Assignment:
If a line in the data below contains "cover", copy it.

Stored records:
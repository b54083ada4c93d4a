//! Ledger Error Types
//!
//! This module provides structured errors using `exn` for automatic location
//! tracking and error tree construction.

use derive_more::{Display, Error};

/// A ledger error with automatic location tracking.
pub type Error = exn::Exn<ErrorKind>;
/// Result type alias for ledger operations.
pub type Result<T> = std::result::Result<T, Error>;

/// Actionable error categories.
///
/// These describe what the caller should *do*, not what went wrong internally.
#[derive(Debug, Display, Error, Clone, PartialEq, Eq)]
pub enum ErrorKind {
    /// The backing store could not be read from or written to.
    #[display("ledger I/O error: {_0}")]
    Io(#[error(not(source))] String),
    /// The backing store contains data that isn't a valid ledger. Don't retry;
    /// the file needs fixing by hand.
    #[display("invalid ledger data: {_0}")]
    InvalidData(#[error(not(source))] String),
    /// The in-memory ledger could not be serialized.
    #[display("ledger serialization error")]
    Serialize,
}

impl ErrorKind {
    /// Returns `true` if retrying might succeed.
    pub fn is_retryable(&self) -> bool {
        matches!(self, Self::Io(_))
    }
}
//! Upload metadata derivation.

use crate::tags::{TagData, Tags};
use std::fs;
use std::path::Path;

/// Separator between directory names when a performer is derived from a path.
pub const DEFAULT_PERFORMER_SEPARATOR: &str = " - ";

/// Metadata attached to an audio upload.
#[derive(Debug, Clone, Default, PartialEq, Eq)]
pub struct AudioMetadata {
    /// Tag title, or the file name without its extension.
    pub title: String,
    /// Tag artist, or the parent directories joined together.
    pub performer: Option<String>,
    /// Whole seconds; `0` when unknown.
    pub duration: u64,
    /// Album name and release year; only present when the album is known.
    pub caption: Option<String>,
    /// Embedded artwork, or the configured default thumbnail.
    pub thumbnail: Option<Vec<u8>>,
}

/// Turns (possibly missing) tag data into [`AudioMetadata`].
///
/// Paths handed to [`build`](Self::build) are relative to the library root,
/// so the performer fallback only ever uses directories *inside* the library.
#[derive(Debug, Clone)]
pub struct MetadataBuilder {
    performer_strip: usize,
    performer_separator: String,
    default_thumbnail: Option<Vec<u8>>,
}

impl Default for MetadataBuilder {
    fn default() -> Self {
        Self {
            performer_strip: 0,
            performer_separator: DEFAULT_PERFORMER_SEPARATOR.to_string(),
            default_thumbnail: None,
        }
    }
}

impl MetadataBuilder {
    pub fn new() -> Self {
        Self::default()
    }

    /// Configure how the performer fallback is derived from a path: drop
    /// `strip` leading directories, join the rest with `separator`.
    pub fn with_performer_path(mut self, strip: usize, separator: impl Into<String>) -> Self {
        self.performer_strip = strip;
        self.performer_separator = separator.into();
        self
    }

    pub fn with_default_thumbnail(mut self, thumbnail: Option<Vec<u8>>) -> Self {
        self.default_thumbnail = thumbnail.filter(|t| !t.is_empty());
        self
    }

    /// Read the default thumbnail from disk.
    ///
    /// A missing or unreadable file isn't fatal: it's logged and the run
    /// carries on without a default thumbnail.
    pub fn load_default_thumbnail(path: &Path) -> Option<Vec<u8>> {
        match fs::read(path) {
            Ok(bytes) => Some(bytes),
            Err(e) => {
                tracing::warn!(path = %path.display(), error = %e, "Unable to read default thumbnail file");
                None
            },
        }
    }

    /// Build the upload metadata for a file.
    ///
    /// `data` is `None` when the tags couldn't be read at all, in which case
    /// only path-derived values are used.
    pub fn build(&self, relative_path: &Path, data: Option<&TagData>) -> AudioMetadata {
        let title = relative_path.file_stem().map(|s| s.to_string_lossy().into_owned()).unwrap_or_default();
        let mut metadata = AudioMetadata {
            title,
            performer: path_segments(relative_path, self.performer_strip, &self.performer_separator),
            duration: data.and_then(|d| d.duration).map(|d| d.as_secs()).unwrap_or(0),
            caption: None,
            thumbnail: self.default_thumbnail.clone(),
        };
        match data.and_then(|d| d.tags.as_ref()) {
            Some(tags) => self.apply_tags(&mut metadata, tags),
            None => tracing::info!(
                title = %metadata.title,
                performer = metadata.performer.as_deref().unwrap_or("-"),
                "Couldn't load tag metadata; using path"
            ),
        }
        metadata
    }

    fn apply_tags(&self, metadata: &mut AudioMetadata, tags: &Tags) {
        if let Some(title) = non_empty(&tags.title) {
            metadata.title = title.to_string();
        }
        if let Some(artist) = non_empty(&tags.artist) {
            metadata.performer = Some(artist.to_string());
        }
        if let Some(album) = non_empty(&tags.album) {
            let caption = match album_year(tags) {
                Some(year) => format!("💽 {album} ({year})"),
                None => format!("💽 {album}"),
            };
            metadata.caption = Some(caption);
        }
        match tags.pictures.first() {
            Some(picture) if !picture.is_empty() => metadata.thumbnail = Some(picture.clone()),
            Some(_) => tracing::info!("Artwork found, but its size is 0"),
            None => {},
        }
        tracing::info!(
            title = %metadata.title,
            performer = metadata.performer.as_deref().unwrap_or("-"),
            album = tags.album.as_deref().unwrap_or("-"),
            artwork = !tags.pictures.is_empty(),
            "Tag metadata loaded"
        );
    }
}

fn non_empty(value: &Option<String>) -> Option<&str> {
    value.as_deref().map(str::trim).filter(|v| !v.is_empty())
}

/// Year of the first date present: original release, then release, then
/// recording.
fn album_year(tags: &Tags) -> Option<i32> {
    [&tags.original_release_date, &tags.release_date, &tags.recording_date]
        .into_iter()
        .find_map(non_empty)
        .and_then(year_from_date)
}

/// The year component of a tag date (`2004`, `2004-05`, `2004-05-01T12:00`).
///
/// # Examples
///
/// ```
/// use tgtracks_extract::year_from_date;
///
/// assert_eq!(year_from_date("2004-05-01"), Some(2004));
/// assert_eq!(year_from_date("unknown"), None);
/// ```
pub fn year_from_date(date: &str) -> Option<i32> {
    let date = date.trim();
    let end = date.find(|c: char| !c.is_ascii_digit()).unwrap_or(date.len());
    date[..end].parse::<i32>().ok().filter(|year| *year > 0)
}

/// Join the directories of a path, after dropping `strip` leading ones.
///
/// The final component (the file name) is never included. Returns `None` if
/// no directories are left.
///
/// # Examples
///
/// ```
/// use std::path::Path;
/// use tgtracks_extract::path_segments;
///
/// let path = Path::new("Artist/Album/track.mp3");
/// assert_eq!(path_segments(path, 0, " - ").as_deref(), Some("Artist - Album"));
/// assert_eq!(path_segments(path, 1, " - ").as_deref(), Some("Album"));
/// assert_eq!(path_segments(path, 2, " - "), None);
/// ```
pub fn path_segments(path: &Path, strip: usize, separator: &str) -> Option<String> {
    let parent = path.parent()?;
    let segments: Vec<_> = parent.iter().skip(strip).map(|s| s.to_string_lossy()).collect();
    match segments.is_empty() {
        true => None,
        false => Some(segments.join(separator)),
    }
}

#[cfg(test)]
mod tests {
    use super::*;
    use rstest::rstest;
    use std::time::Duration;

    fn tagged(tags: Tags) -> TagData {
        TagData {
            duration: Some(Duration::from_millis(225_900)),
            tags: Some(tags),
        }
    }

    #[rstest]
    #[case(0, " - ", Some("Artist - Album"))]
    #[case(1, " - ", Some("Album"))]
    #[case(2, " - ", None)]
    #[case(0, " -> ", Some("Artist -> Album"))]
    fn test_path_segments(#[case] strip: usize, #[case] separator: &str, #[case] expected: Option<&str>) {
        assert_eq!(path_segments(Path::new("Artist/Album/track.mp3"), strip, separator).as_deref(), expected);
    }

    #[test]
    fn test_path_segments_file_in_root() {
        assert_eq!(path_segments(Path::new("track.mp3"), 0, " - "), None);
    }

    #[rstest]
    #[case("1999", Some(1999))]
    #[case("2004-05-01", Some(2004))]
    #[case("2004-05-01T12:30:00", Some(2004))]
    #[case(" 1987 ", Some(1987))]
    #[case("0000", None)]
    #[case("", None)]
    #[case("May 2004", None)]
    fn test_year_from_date(#[case] date: &str, #[case] expected: Option<i32>) {
        assert_eq!(year_from_date(date), expected);
    }

    #[test]
    fn test_build_without_tag_data() {
        let builder = MetadataBuilder::new().with_performer_path(0, " - ");
        let metadata = builder.build(Path::new("Artist/Album/01 Intro.mp3"), None);
        assert_eq!(metadata, AudioMetadata {
            title: "01 Intro".to_string(),
            performer: Some("Artist - Album".to_string()),
            duration: 0,
            caption: None,
            thumbnail: None,
        });
    }

    #[test]
    fn test_build_untagged_file_keeps_duration() {
        let data = TagData { duration: Some(Duration::from_secs(61)), tags: None };
        let metadata = MetadataBuilder::new().build(Path::new("a/b.mp3"), Some(&data));
        assert_eq!(metadata.duration, 61);
        assert_eq!(metadata.title, "b");
    }

    #[test]
    fn test_tags_take_precedence() {
        let data = tagged(Tags {
            title: Some("Real Title".to_string()),
            artist: Some("Real Artist".to_string()),
            album: Some("Real Album".to_string()),
            release_date: Some("2001-02-03".to_string()),
            recording_date: Some("1999".to_string()),
            ..Default::default()
        });
        let metadata = MetadataBuilder::new().build(Path::new("dir/file.mp3"), Some(&data));
        assert_eq!(metadata.title, "Real Title");
        assert_eq!(metadata.performer.as_deref(), Some("Real Artist"));
        assert_eq!(metadata.duration, 225);
        assert_eq!(metadata.caption.as_deref(), Some("💽 Real Album (2001)"));
    }

    #[test]
    fn test_blank_tags_fall_back_to_path() {
        let data = tagged(Tags {
            title: Some("  ".to_string()),
            artist: Some(String::new()),
            ..Default::default()
        });
        let metadata = MetadataBuilder::new().build(Path::new("Artist/track.mp3"), Some(&data));
        assert_eq!(metadata.title, "track");
        assert_eq!(metadata.performer.as_deref(), Some("Artist"));
        assert_eq!(metadata.caption, None);
    }

    #[rstest]
    #[case(Some("1990-01-01"), Some("2000"), Some("2010"), "💽 Album (1990)")]
    #[case(None, Some("2000-06"), Some("2010"), "💽 Album (2000)")]
    #[case(None, None, Some("2010"), "💽 Album (2010)")]
    #[case(None, None, None, "💽 Album")]
    fn test_caption_date_priority(
        #[case] original: Option<&str>,
        #[case] release: Option<&str>,
        #[case] recording: Option<&str>,
        #[case] expected: &str,
    ) {
        let data = tagged(Tags {
            album: Some("Album".to_string()),
            original_release_date: original.map(str::to_string),
            release_date: release.map(str::to_string),
            recording_date: recording.map(str::to_string),
            ..Default::default()
        });
        let metadata = MetadataBuilder::new().build(Path::new("x.mp3"), Some(&data));
        assert_eq!(metadata.caption.as_deref(), Some(expected));
    }

    #[test]
    fn test_thumbnail_selection() {
        let builder = MetadataBuilder::new().with_default_thumbnail(Some(b"default".to_vec()));
        let path = Path::new("x.mp3");
        // Embedded artwork wins
        let data = tagged(Tags { pictures: vec![b"cover".to_vec()], ..Default::default() });
        assert_eq!(builder.build(path, Some(&data)).thumbnail.as_deref(), Some(&b"cover"[..]));
        // Empty artwork is ignored
        let data = tagged(Tags { pictures: vec![Vec::new()], ..Default::default() });
        assert_eq!(builder.build(path, Some(&data)).thumbnail.as_deref(), Some(&b"default"[..]));
        // No tag data at all
        assert_eq!(builder.build(path, None).thumbnail.as_deref(), Some(&b"default"[..]));
        // No default either
        assert_eq!(MetadataBuilder::new().build(path, None).thumbnail, None);
    }

    #[test]
    fn test_missing_default_thumbnail_is_not_fatal() {
        let temp_dir = tempfile::tempdir().unwrap();
        assert_eq!(MetadataBuilder::load_default_thumbnail(&temp_dir.path().join("thumb.jpg")), None);
        let path = temp_dir.path().join("present.jpg");
        std::fs::write(&path, b"jpeg").unwrap();
        assert_eq!(MetadataBuilder::load_default_thumbnail(&path), Some(b"jpeg".to_vec()));
    }
}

Solution for this task:
        let data = tagged(Tags { pictures: vec![b"cover".to_vec()], ..Default::default() });
        assert_eq!(builder.build(path, Some(&data)).thumbnail.as_deref(), Some(&b"cover"[..]));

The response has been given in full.